■ TASK DETAILS: Using the entries that follow, count the lines containing the word "RewardShaping" and give that number by itself.

====================

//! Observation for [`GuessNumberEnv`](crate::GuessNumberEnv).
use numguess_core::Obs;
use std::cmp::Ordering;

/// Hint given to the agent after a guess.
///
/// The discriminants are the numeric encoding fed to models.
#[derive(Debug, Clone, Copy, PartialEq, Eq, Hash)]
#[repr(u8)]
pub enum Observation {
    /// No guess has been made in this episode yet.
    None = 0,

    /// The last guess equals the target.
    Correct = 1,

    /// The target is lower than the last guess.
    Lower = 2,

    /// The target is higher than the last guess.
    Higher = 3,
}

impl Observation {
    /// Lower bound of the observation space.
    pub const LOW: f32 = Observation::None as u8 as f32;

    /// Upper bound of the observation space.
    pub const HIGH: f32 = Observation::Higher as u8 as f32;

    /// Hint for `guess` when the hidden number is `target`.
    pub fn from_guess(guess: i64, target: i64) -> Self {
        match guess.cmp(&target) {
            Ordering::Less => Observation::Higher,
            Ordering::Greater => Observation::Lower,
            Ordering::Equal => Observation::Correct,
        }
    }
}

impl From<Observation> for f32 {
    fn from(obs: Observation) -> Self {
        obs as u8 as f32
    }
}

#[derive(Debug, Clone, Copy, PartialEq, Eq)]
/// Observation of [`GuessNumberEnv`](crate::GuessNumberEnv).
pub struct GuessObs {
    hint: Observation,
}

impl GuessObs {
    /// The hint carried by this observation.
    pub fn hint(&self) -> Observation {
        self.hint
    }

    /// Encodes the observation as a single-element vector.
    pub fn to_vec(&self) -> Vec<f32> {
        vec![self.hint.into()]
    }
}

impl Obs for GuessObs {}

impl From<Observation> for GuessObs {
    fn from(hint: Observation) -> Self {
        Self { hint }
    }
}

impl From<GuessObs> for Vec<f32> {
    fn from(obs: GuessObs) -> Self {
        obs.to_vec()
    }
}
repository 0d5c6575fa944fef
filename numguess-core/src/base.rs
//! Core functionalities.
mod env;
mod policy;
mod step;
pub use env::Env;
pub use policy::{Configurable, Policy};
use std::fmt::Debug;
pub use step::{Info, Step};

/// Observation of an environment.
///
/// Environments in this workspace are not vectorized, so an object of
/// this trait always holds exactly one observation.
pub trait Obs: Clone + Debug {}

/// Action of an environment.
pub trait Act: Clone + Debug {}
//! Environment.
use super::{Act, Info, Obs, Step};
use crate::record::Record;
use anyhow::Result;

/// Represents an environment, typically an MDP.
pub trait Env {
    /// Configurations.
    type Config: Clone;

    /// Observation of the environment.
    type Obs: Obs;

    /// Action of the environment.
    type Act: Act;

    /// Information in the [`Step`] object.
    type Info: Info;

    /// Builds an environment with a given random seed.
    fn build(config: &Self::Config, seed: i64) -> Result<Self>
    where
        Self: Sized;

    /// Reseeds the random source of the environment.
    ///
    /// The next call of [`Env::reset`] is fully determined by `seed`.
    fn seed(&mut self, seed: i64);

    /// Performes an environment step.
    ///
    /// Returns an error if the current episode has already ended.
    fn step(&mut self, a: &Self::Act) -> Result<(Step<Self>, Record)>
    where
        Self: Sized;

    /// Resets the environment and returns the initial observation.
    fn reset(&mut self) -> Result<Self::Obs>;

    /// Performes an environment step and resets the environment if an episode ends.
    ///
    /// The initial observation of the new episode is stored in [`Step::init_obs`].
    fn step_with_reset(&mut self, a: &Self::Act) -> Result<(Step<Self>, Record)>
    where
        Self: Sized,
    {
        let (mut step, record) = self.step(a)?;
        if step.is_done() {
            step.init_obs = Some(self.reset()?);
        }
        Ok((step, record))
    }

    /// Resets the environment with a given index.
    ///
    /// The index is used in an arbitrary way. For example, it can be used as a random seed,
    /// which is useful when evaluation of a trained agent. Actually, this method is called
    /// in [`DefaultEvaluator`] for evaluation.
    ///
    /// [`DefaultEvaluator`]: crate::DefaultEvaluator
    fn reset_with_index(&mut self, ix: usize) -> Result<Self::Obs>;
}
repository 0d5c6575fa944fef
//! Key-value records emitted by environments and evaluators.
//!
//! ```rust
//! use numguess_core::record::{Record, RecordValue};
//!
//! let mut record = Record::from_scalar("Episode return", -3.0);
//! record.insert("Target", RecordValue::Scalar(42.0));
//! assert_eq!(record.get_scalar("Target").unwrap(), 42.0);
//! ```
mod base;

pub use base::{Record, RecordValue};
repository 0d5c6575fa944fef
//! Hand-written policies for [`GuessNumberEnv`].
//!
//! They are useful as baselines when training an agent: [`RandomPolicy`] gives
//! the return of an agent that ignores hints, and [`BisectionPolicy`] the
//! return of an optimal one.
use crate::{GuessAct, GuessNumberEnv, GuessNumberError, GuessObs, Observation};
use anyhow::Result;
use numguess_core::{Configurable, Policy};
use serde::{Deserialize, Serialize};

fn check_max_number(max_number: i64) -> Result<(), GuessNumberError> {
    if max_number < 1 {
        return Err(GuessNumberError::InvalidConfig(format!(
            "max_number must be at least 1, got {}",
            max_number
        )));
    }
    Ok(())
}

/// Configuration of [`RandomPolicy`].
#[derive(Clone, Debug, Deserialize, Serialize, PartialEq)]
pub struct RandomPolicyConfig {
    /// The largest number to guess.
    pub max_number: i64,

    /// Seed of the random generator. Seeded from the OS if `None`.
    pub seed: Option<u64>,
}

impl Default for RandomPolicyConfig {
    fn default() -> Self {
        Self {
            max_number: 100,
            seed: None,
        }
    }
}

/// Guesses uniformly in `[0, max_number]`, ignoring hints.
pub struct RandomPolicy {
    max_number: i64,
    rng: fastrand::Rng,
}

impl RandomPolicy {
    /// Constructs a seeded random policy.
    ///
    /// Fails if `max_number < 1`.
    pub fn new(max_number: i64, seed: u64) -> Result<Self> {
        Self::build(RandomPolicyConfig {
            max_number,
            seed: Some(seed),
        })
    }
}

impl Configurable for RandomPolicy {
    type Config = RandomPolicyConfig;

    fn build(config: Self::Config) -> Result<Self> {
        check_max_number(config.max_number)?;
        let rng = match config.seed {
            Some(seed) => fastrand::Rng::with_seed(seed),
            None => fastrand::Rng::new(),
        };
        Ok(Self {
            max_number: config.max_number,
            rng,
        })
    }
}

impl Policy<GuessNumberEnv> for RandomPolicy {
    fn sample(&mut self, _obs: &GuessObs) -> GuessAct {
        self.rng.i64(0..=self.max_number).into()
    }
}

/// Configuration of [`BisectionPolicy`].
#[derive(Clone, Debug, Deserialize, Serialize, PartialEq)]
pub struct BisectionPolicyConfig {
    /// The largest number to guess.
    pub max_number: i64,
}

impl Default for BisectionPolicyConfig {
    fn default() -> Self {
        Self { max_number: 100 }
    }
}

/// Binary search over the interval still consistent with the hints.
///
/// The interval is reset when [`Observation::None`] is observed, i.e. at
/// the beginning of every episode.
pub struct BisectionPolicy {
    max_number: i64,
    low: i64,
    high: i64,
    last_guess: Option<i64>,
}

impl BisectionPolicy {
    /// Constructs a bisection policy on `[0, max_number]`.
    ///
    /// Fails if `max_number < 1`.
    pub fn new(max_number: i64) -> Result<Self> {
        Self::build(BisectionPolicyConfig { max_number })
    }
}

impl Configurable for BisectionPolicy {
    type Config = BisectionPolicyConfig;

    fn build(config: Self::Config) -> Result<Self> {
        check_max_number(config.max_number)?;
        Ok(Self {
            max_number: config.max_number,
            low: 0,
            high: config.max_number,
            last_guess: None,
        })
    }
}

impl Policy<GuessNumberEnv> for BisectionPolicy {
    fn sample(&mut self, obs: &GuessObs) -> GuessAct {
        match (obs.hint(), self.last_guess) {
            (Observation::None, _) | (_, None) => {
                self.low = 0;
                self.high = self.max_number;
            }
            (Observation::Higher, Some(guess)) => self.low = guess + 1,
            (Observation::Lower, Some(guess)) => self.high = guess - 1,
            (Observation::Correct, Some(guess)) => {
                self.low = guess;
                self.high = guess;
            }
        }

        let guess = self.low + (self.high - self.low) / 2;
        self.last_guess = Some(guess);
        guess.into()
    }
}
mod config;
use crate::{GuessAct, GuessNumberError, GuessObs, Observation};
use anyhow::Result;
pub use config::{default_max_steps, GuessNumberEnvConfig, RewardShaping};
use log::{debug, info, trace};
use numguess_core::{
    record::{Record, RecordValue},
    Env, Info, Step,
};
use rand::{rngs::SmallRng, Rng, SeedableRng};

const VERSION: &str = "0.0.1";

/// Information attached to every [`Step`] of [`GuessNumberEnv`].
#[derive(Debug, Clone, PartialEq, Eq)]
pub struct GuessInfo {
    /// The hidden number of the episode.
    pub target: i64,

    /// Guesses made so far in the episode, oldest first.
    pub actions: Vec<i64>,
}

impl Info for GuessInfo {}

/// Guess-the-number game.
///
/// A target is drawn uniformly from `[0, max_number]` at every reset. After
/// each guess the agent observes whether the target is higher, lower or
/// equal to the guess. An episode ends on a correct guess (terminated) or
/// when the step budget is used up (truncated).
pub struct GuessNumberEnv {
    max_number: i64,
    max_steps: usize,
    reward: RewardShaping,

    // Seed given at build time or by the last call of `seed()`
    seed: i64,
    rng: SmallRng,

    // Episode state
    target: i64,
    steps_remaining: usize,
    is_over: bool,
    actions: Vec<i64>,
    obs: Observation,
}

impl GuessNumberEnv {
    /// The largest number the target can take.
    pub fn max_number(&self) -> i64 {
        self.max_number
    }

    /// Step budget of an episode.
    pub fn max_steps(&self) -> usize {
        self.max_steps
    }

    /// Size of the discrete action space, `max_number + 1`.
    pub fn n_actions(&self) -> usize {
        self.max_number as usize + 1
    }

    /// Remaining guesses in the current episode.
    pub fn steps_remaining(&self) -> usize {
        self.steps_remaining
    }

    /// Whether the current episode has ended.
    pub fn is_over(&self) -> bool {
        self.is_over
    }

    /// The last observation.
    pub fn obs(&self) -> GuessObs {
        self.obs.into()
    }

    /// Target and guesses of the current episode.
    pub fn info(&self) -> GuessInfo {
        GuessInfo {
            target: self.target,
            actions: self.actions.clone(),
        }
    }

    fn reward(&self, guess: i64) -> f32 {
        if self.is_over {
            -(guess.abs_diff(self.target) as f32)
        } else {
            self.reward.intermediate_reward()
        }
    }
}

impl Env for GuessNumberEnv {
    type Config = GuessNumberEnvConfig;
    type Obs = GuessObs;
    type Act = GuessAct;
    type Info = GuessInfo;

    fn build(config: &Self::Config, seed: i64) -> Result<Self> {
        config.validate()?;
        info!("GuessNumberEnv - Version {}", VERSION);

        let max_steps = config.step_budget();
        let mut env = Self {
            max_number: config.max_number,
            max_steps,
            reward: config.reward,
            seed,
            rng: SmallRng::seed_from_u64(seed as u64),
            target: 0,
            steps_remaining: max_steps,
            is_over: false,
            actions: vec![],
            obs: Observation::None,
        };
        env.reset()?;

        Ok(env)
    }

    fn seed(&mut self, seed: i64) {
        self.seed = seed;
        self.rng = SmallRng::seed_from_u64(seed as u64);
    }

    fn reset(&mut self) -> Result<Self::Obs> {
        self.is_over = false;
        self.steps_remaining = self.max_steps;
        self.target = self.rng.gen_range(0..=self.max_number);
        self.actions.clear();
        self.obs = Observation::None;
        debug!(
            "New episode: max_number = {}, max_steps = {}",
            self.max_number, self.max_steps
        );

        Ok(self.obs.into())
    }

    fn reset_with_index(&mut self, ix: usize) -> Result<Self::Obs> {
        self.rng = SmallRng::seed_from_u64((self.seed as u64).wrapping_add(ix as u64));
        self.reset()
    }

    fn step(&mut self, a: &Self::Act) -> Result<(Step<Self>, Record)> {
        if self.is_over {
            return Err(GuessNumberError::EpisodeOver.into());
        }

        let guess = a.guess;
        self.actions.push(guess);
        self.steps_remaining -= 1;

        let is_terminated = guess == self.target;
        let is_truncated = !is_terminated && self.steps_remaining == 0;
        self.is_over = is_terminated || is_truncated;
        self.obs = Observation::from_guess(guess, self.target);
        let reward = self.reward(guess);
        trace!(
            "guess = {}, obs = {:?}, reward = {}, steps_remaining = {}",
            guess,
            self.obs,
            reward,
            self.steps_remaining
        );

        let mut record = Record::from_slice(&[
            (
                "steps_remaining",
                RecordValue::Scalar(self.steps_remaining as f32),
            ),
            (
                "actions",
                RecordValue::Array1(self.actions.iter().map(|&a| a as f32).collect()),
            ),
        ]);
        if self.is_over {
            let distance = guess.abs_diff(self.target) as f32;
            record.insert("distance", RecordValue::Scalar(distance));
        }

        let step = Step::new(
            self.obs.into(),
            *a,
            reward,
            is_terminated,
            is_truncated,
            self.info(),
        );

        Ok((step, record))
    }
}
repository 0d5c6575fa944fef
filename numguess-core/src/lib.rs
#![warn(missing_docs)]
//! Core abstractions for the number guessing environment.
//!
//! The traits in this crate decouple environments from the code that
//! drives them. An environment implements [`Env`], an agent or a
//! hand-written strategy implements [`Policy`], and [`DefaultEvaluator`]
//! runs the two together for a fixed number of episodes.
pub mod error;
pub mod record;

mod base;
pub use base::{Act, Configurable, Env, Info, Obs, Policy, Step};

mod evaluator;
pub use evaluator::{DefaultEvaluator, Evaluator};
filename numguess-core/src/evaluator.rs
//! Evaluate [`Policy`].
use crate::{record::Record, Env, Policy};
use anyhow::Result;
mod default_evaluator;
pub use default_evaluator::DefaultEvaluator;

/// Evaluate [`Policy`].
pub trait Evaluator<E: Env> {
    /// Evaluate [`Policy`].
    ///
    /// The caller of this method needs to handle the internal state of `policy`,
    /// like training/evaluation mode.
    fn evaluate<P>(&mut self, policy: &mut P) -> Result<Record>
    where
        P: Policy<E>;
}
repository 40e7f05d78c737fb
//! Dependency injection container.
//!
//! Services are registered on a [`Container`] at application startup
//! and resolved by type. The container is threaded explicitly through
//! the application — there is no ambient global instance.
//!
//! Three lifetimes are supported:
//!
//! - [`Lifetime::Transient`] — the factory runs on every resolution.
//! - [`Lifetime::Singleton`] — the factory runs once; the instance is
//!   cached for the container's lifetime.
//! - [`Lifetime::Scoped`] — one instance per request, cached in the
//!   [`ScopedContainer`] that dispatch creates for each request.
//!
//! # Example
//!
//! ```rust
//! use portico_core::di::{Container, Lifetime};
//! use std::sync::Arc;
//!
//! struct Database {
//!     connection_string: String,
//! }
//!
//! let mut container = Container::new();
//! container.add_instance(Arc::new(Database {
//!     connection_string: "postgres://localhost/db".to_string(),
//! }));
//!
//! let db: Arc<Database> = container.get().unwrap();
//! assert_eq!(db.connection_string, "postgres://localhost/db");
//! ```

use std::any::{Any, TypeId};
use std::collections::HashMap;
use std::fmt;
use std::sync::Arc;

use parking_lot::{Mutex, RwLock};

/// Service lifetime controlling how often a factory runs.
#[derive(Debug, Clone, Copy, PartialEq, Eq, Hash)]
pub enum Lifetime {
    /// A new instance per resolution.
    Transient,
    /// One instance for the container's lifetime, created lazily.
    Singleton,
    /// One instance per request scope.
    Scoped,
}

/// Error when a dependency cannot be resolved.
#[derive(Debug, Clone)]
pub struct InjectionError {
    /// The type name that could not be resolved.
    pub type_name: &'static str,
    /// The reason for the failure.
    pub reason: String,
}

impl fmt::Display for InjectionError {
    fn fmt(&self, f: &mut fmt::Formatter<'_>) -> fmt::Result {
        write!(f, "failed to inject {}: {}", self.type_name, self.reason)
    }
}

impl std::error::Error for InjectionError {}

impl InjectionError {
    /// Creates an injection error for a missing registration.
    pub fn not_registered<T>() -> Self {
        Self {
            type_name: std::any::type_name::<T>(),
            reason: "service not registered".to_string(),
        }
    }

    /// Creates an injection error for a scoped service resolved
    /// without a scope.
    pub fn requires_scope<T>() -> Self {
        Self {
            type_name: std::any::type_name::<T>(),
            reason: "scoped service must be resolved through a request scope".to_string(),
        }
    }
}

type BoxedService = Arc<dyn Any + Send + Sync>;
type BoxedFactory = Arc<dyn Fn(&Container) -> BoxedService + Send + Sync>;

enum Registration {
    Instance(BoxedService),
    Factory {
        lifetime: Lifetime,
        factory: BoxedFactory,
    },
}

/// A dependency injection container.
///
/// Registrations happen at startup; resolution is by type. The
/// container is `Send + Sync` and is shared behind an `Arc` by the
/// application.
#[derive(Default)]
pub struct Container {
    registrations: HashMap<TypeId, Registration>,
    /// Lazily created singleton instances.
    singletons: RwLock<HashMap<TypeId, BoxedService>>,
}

====================

■ EXPECTED OUTPUT: 2